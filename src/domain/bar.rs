//! OHLC bar and the validated bar series.

use chrono::{DateTime, Utc};
use serde::{Deserialize, Serialize};

use super::error::ReplayError;

/// One OHLC price sample for a fixed time interval.
#[derive(Debug, Clone, Copy, PartialEq, Serialize, Deserialize)]
pub struct Bar {
    pub time: DateTime<Utc>,
    pub open: f64,
    pub high: f64,
    pub low: f64,
    pub close: f64,
}

/// Immutable ordered sequence of bars for one symbol/timeframe.
///
/// Ordering is the provider's responsibility, but construction re-checks it:
/// times must be strictly increasing, with no duplicates.
#[derive(Debug, Clone, PartialEq)]
pub struct BarSeries {
    bars: Vec<Bar>,
}

impl BarSeries {
    pub fn new(bars: Vec<Bar>) -> Result<Self, ReplayError> {
        for pair in bars.windows(2) {
            if pair[1].time <= pair[0].time {
                return Err(ReplayError::Validation {
                    reason: format!(
                        "bar times must be strictly increasing: {} followed by {}",
                        pair[0].time, pair[1].time
                    ),
                });
            }
        }
        Ok(Self { bars })
    }

    pub fn len(&self) -> usize {
        self.bars.len()
    }

    pub fn is_empty(&self) -> bool {
        self.bars.is_empty()
    }

    pub fn get(&self, index: usize) -> Option<&Bar> {
        self.bars.get(index)
    }

    pub fn bars(&self) -> &[Bar] {
        &self.bars
    }

    /// Index of the final bar, if any.
    pub fn last_index(&self) -> Option<usize> {
        self.bars.len().checked_sub(1)
    }

    /// The bars visible at a given cursor: everything up to and including it.
    /// Pure function of the cursor and the series.
    pub fn visible(&self, cursor: usize) -> &[Bar] {
        let end = (cursor + 1).min(self.bars.len());
        &self.bars[..end]
    }
}
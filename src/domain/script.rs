//! Action script parser.
//!
//! A non-interactive replay is driven by a small list of actions pinned to
//! bar indices:
//!
//! ```text
//! buy 100 @ 12 stop 95 target 110
//! sell 50 @ 20 stop 52
//! flatten @ 40
//! ```
//!
//! Recursive descent with character positions in errors.

use crate::domain::error::ParseError;
use crate::domain::trade::TradeSide;

/// What to do when the cursor reaches the action's bar.
#[derive(Debug, Clone, PartialEq)]
pub enum ActionOp {
    Place {
        side: TradeSide,
        quantity: f64,
        stop_loss: Option<f64>,
        take_profit: Option<f64>,
    },
    Flatten,
}

#[derive(Debug, Clone, PartialEq)]
pub struct ScriptedAction {
    pub bar: usize,
    pub op: ActionOp,
}

/// Parse one action line.
pub fn parse(input: &str) -> Result<ScriptedAction, ParseError> {
    let mut parser = Parser::new(input);
    let action = parser.parse_action()?;
    parser.expect_end()?;
    Ok(action)
}

struct Parser<'a> {
    input: &'a str,
    pos: usize,
}

impl<'a> Parser<'a> {
    fn new(input: &'a str) -> Self {
        Self { input, pos: 0 }
    }

    fn remaining(&self) -> &'a str {
        &self.input[self.pos..]
    }

    fn peek(&self) -> Option<char> {
        self.remaining().chars().next()
    }

    fn advance(&mut self) -> Option<char> {
        let ch = self.peek()?;
        self.pos += ch.len_utf8();
        Some(ch)
    }

    fn skip_whitespace(&mut self) {
        while let Some(ch) = self.peek() {
            if ch.is_whitespace() {
                self.advance();
            } else {
                break;
            }
        }
    }

    fn peek_word(&self) -> String {
        let mut word = String::new();
        for ch in self.remaining().chars() {
            if ch.is_alphanumeric() || ch == '_' {
                word.push(ch);
            } else {
                break;
            }
        }
        if word.is_empty() {
            self.peek()
                .map(|c| c.to_string())
                .unwrap_or_else(|| "end of input".to_string())
        } else {
            word
        }
    }

    fn peek_keyword(&self, keyword: &str) -> bool {
        let remaining = self.remaining();
        remaining.starts_with(keyword)
            && !remaining[keyword.len()..]
                .chars()
                .next()
                .map(|c| c.is_alphanumeric() || c == '_')
                .unwrap_or(false)
    }

    fn consume_keyword(&mut self, keyword: &str) -> bool {
        self.skip_whitespace();
        if self.peek_keyword(keyword) {
            self.pos += keyword.len();
            true
        } else {
            false
        }
    }

    fn expect_char(&mut self, expected: char) -> Result<(), ParseError> {
        self.skip_whitespace();
        match self.peek() {
            Some(ch) if ch == expected => {
                self.advance();
                Ok(())
            }
            Some(ch) => Err(ParseError {
                message: format!("expected '{}', found '{}'", expected, ch),
                position: self.pos,
            }),
            None => Err(ParseError {
                message: format!("expected '{}', found end of input", expected),
                position: self.pos,
            }),
        }
    }

    fn parse_number(&mut self) -> Result<f64, ParseError> {
        self.skip_whitespace();
        let start = self.pos;
        let mut digits = 0;

        while let Some(ch) = self.peek() {
            if ch.is_ascii_digit() || ch == '.' {
                if ch.is_ascii_digit() {
                    digits += 1;
                }
                self.advance();
            } else {
                break;
            }
        }

        if digits == 0 {
            return Err(ParseError {
                message: format!("expected a number, found '{}'", self.peek_word()),
                position: start,
            });
        }

        self.input[start..self.pos]
            .parse::<f64>()
            .map_err(|_| ParseError {
                message: format!("invalid number '{}'", &self.input[start..self.pos]),
                position: start,
            })
    }

    fn parse_bar_index(&mut self) -> Result<usize, ParseError> {
        self.skip_whitespace();
        let start = self.pos;
        while let Some(ch) = self.peek() {
            if ch.is_ascii_digit() {
                self.advance();
            } else {
                break;
            }
        }
        if self.pos == start {
            return Err(ParseError {
                message: format!("expected a bar index, found '{}'", self.peek_word()),
                position: start,
            });
        }
        self.input[start..self.pos]
            .parse::<usize>()
            .map_err(|_| ParseError {
                message: format!("invalid bar index '{}'", &self.input[start..self.pos]),
                position: start,
            })
    }

    fn parse_action(&mut self) -> Result<ScriptedAction, ParseError> {
        self.skip_whitespace();
        if self.consume_keyword("flatten") {
            self.expect_char('@')?;
            let bar = self.parse_bar_index()?;
            return Ok(ScriptedAction {
                bar,
                op: ActionOp::Flatten,
            });
        }

        let side = if self.consume_keyword("buy") {
            TradeSide::Buy
        } else if self.consume_keyword("sell") {
            TradeSide::Sell
        } else {
            return Err(ParseError {
                message: format!(
                    "expected 'buy', 'sell' or 'flatten', found '{}'",
                    self.peek_word()
                ),
                position: self.pos,
            });
        };

        let quantity = self.parse_number()?;
        self.expect_char('@')?;
        let bar = self.parse_bar_index()?;

        let mut stop_loss = None;
        let mut take_profit = None;
        loop {
            if stop_loss.is_none() && self.consume_keyword("stop") {
                stop_loss = Some(self.parse_number()?);
            } else if take_profit.is_none() && self.consume_keyword("target") {
                take_profit = Some(self.parse_number()?);
            } else {
                break;
            }
        }

        Ok(ScriptedAction {
            bar,
            op: ActionOp::Place {
                side,
                quantity,
                stop_loss,
                take_profit,
            },
        })
    }

    fn expect_end(&mut self) -> Result<(), ParseError> {
        self.skip_whitespace();
        if self.pos < self.input.len() {
            return Err(ParseError {
                message: format!("unexpected trailing input '{}'", self.peek_word()),
                position: self.pos,
            });
        }
        Ok(())
    }
}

^^^^

About this task. Every record should be printed again exactly as it reads.

Your response.
filename src/domain/bar.rs
//! OHLC bar and the validated bar series.

use chrono::{DateTime, Utc};
use serde::{Deserialize, Serialize};

use super::error::ReplayError;

/// One OHLC price sample for a fixed time interval.
#[derive(Debug, Clone, Copy, PartialEq, Serialize, Deserialize)]
pub struct Bar {
    pub time: DateTime<Utc>,
    pub open: f64,
    pub high: f64,
    pub low: f64,
    pub close: f64,
}

/// Immutable ordered sequence of bars for one symbol/timeframe.
///
/// Ordering is the provider's responsibility, but construction re-checks it:
/// times must be strictly increasing, with no duplicates.
#[derive(Debug, Clone, PartialEq)]
pub struct BarSeries {
    bars: Vec<Bar>,
}

impl BarSeries {
    pub fn new(bars: Vec<Bar>) -> Result<Self, ReplayError> {
        for pair in bars.windows(2) {
            if pair[1].time <= pair[0].time {
                return Err(ReplayError::Validation {
                    reason: format!(
                        "bar times must be strictly increasing: {} followed by {}",
                        pair[0].time, pair[1].time
                    ),
                });
            }
        }
        Ok(Self { bars })
    }

    pub fn len(&self) -> usize {
        self.bars.len()
    }

    pub fn is_empty(&self) -> bool {
        self.bars.is_empty()
    }

    pub fn get(&self, index: usize) -> Option<&Bar> {
        self.bars.get(index)
    }

    pub fn bars(&self) -> &[Bar] {
        &self.bars
    }

    /// Index of the final bar, if any.
    pub fn last_index(&self) -> Option<usize> {
        self.bars.len().checked_sub(1)
    }

    /// The bars visible at a given cursor: everything up to and including it.
    /// Pure function of the cursor and the series.
    pub fn visible(&self, cursor: usize) -> &[Bar] {
        let end = (cursor + 1).min(self.bars.len());
        &self.bars[..end]
    }
}
filename src/domain/script.rs
//! Action script parser.
//!
//! A non-interactive replay is driven by a small list of actions pinned to
//! bar indices:
//!
//! ```text
//! buy 100 @ 12 stop 95 target 110
//! sell 50 @ 20 stop 52
//! flatten @ 40
//! ```
//!
//! Recursive descent with character positions in errors.

use crate::domain::error::ParseError;
use crate::domain::trade::TradeSide;

/// What to do when the cursor reaches the action's bar.
#[derive(Debug, Clone, PartialEq)]
pub enum ActionOp {
    Place {
        side: TradeSide,
        quantity: f64,
        stop_loss: Option<f64>,
        take_profit: Option<f64>,
    },
    Flatten,
}

#[derive(Debug, Clone, PartialEq)]
pub struct ScriptedAction {
    pub bar: usize,
    pub op: ActionOp,
}

/// Parse one action line.
pub fn parse(input: &str) -> Result<ScriptedAction, ParseError> {
    let mut parser = Parser::new(input);
    let action = parser.parse_action()?;
    parser.expect_end()?;
    Ok(action)
}

struct Parser<'a> {
    input: &'a str,
    pos: usize,
}

impl<'a> Parser<'a> {
    fn new(input: &'a str) -> Self {
        Self { input, pos: 0 }
    }

    fn remaining(&self) -> &'a str {
        &self.input[self.pos..]
    }

    fn peek(&self) -> Option<char> {
        self.remaining().chars().next()
    }

    fn advance(&mut self) -> Option<char> {
        let ch = self.peek()?;
        self.pos += ch.len_utf8();
        Some(ch)
    }

    fn skip_whitespace(&mut self) {
        while let Some(ch) = self.peek() {
            if ch.is_whitespace() {
                self.advance();
            } else {
                break;
            }
        }
    }

    fn peek_word(&self) -> String {
        let mut word = String::new();
        for ch in self.remaining().chars() {
            if ch.is_alphanumeric() || ch == '_' {
                word.push(ch);
            } else {
                break;
            }
        }
        if word.is_empty() {
            self.peek()
                .map(|c| c.to_string())
                .unwrap_or_else(|| "end of input".to_string())
        } else {
            word
        }
    }

    fn peek_keyword(&self, keyword: &str) -> bool {
        let remaining = self.remaining();
        remaining.starts_with(keyword)
            && !remaining[keyword.len()..]
                .chars()
                .next()
                .map(|c| c.is_alphanumeric() || c == '_')
                .unwrap_or(false)
    }

    fn consume_keyword(&mut self, keyword: &str) -> bool {
        self.skip_whitespace();
        if self.peek_keyword(keyword) {
            self.pos += keyword.len();
            true
        } else {
            false
        }
    }

    fn expect_char(&mut self, expected: char) -> Result<(), ParseError> {
        self.skip_whitespace();
        match self.peek() {
            Some(ch) if ch == expected => {
                self.advance();
                Ok(())
            }
            Some(ch) => Err(ParseError {
                message: format!("expected '{}', found '{}'", expected, ch),
                position: self.pos,
            }),
            None => Err(ParseError {
                message: format!("expected '{}', found end of input", expected),
                position: self.pos,
            }),
        }
    }

    fn parse_number(&mut self) -> Result<f64, ParseError> {
        self.skip_whitespace();
        let start = self.pos;
        let mut digits = 0;

        while let Some(ch) = self.peek() {
            if ch.is_ascii_digit() || ch == '.' {
                if ch.is_ascii_digit() {
                    digits += 1;
                }
                self.advance();
            } else {
                break;
            }
        }

        if digits == 0 {
            return Err(ParseError {
                message: format!("expected a number, found '{}'", self.peek_word()),
                position: start,
            });
        }

        self.input[start..self.pos]
            .parse::<f64>()
            .map_err(|_| ParseError {
                message: format!("invalid number '{}'", &self.input[start..self.pos]),
                position: start,
            })
    }

    fn parse_bar_index(&mut self) -> Result<usize, ParseError> {
        self.skip_whitespace();
        let start = self.pos;
        while let Some(ch) = self.peek() {
            if ch.is_ascii_digit() {
                self.advance();
            } else {
                break;
            }
        }
        if self.pos == start {
            return Err(ParseError {
                message: format!("expected a bar index, found '{}'", self.peek_word()),
                position: start,
            });
        }
        self.input[start..self.pos]
            .parse::<usize>()
            .map_err(|_| ParseError {
                message: format!("invalid bar index '{}'", &self.input[start..self.pos]),
                position: start,
            })
    }

    fn parse_action(&mut self) -> Result<ScriptedAction, ParseError> {
        self.skip_whitespace();
        if self.consume_keyword("flatten") {
            self.expect_char('@')?;
            let bar = self.parse_bar_index()?;
            return Ok(ScriptedAction {
                bar,
                op: ActionOp::Flatten,
            });
        }

        let side = if self.consume_keyword("buy") {
            TradeSide::Buy
        } else if self.consume_keyword("sell") {
            TradeSide::Sell
        } else {
            return Err(ParseError {
                message: format!(
                    "expected 'buy', 'sell' or 'flatten', found '{}'",
                    self.peek_word()
                ),
                position: self.pos,
            });
        };

        let quantity = self.parse_number()?;
        self.expect_char('@')?;
        let bar = self.parse_bar_index()?;

        let mut stop_loss = None;
        let mut take_profit = None;
        loop {
            if stop_loss.is_none() && self.consume_keyword("stop") {
                stop_loss = Some(self.parse_number()?);
            } else if take_profit.is_none() && self.consume_keyword("target") {
                take_profit = Some(self.parse_number()?);
            } else {
                break;
            }
        }

        Ok(ScriptedAction {
            bar,
            op: ActionOp::Place {
                side,
                quantity,
                stop_loss,
                take_profit,
            },
        })
    }

    fn expect_end(&mut self) -> Result<(), ParseError> {
        self.skip_whitespace();
        if self.pos < self.input.len() {
            return Err(ParseError {
                message: format!("unexpected trailing input '{}'", self.peek_word()),
                position: self.pos,
            });
        }
        Ok(())
    }
}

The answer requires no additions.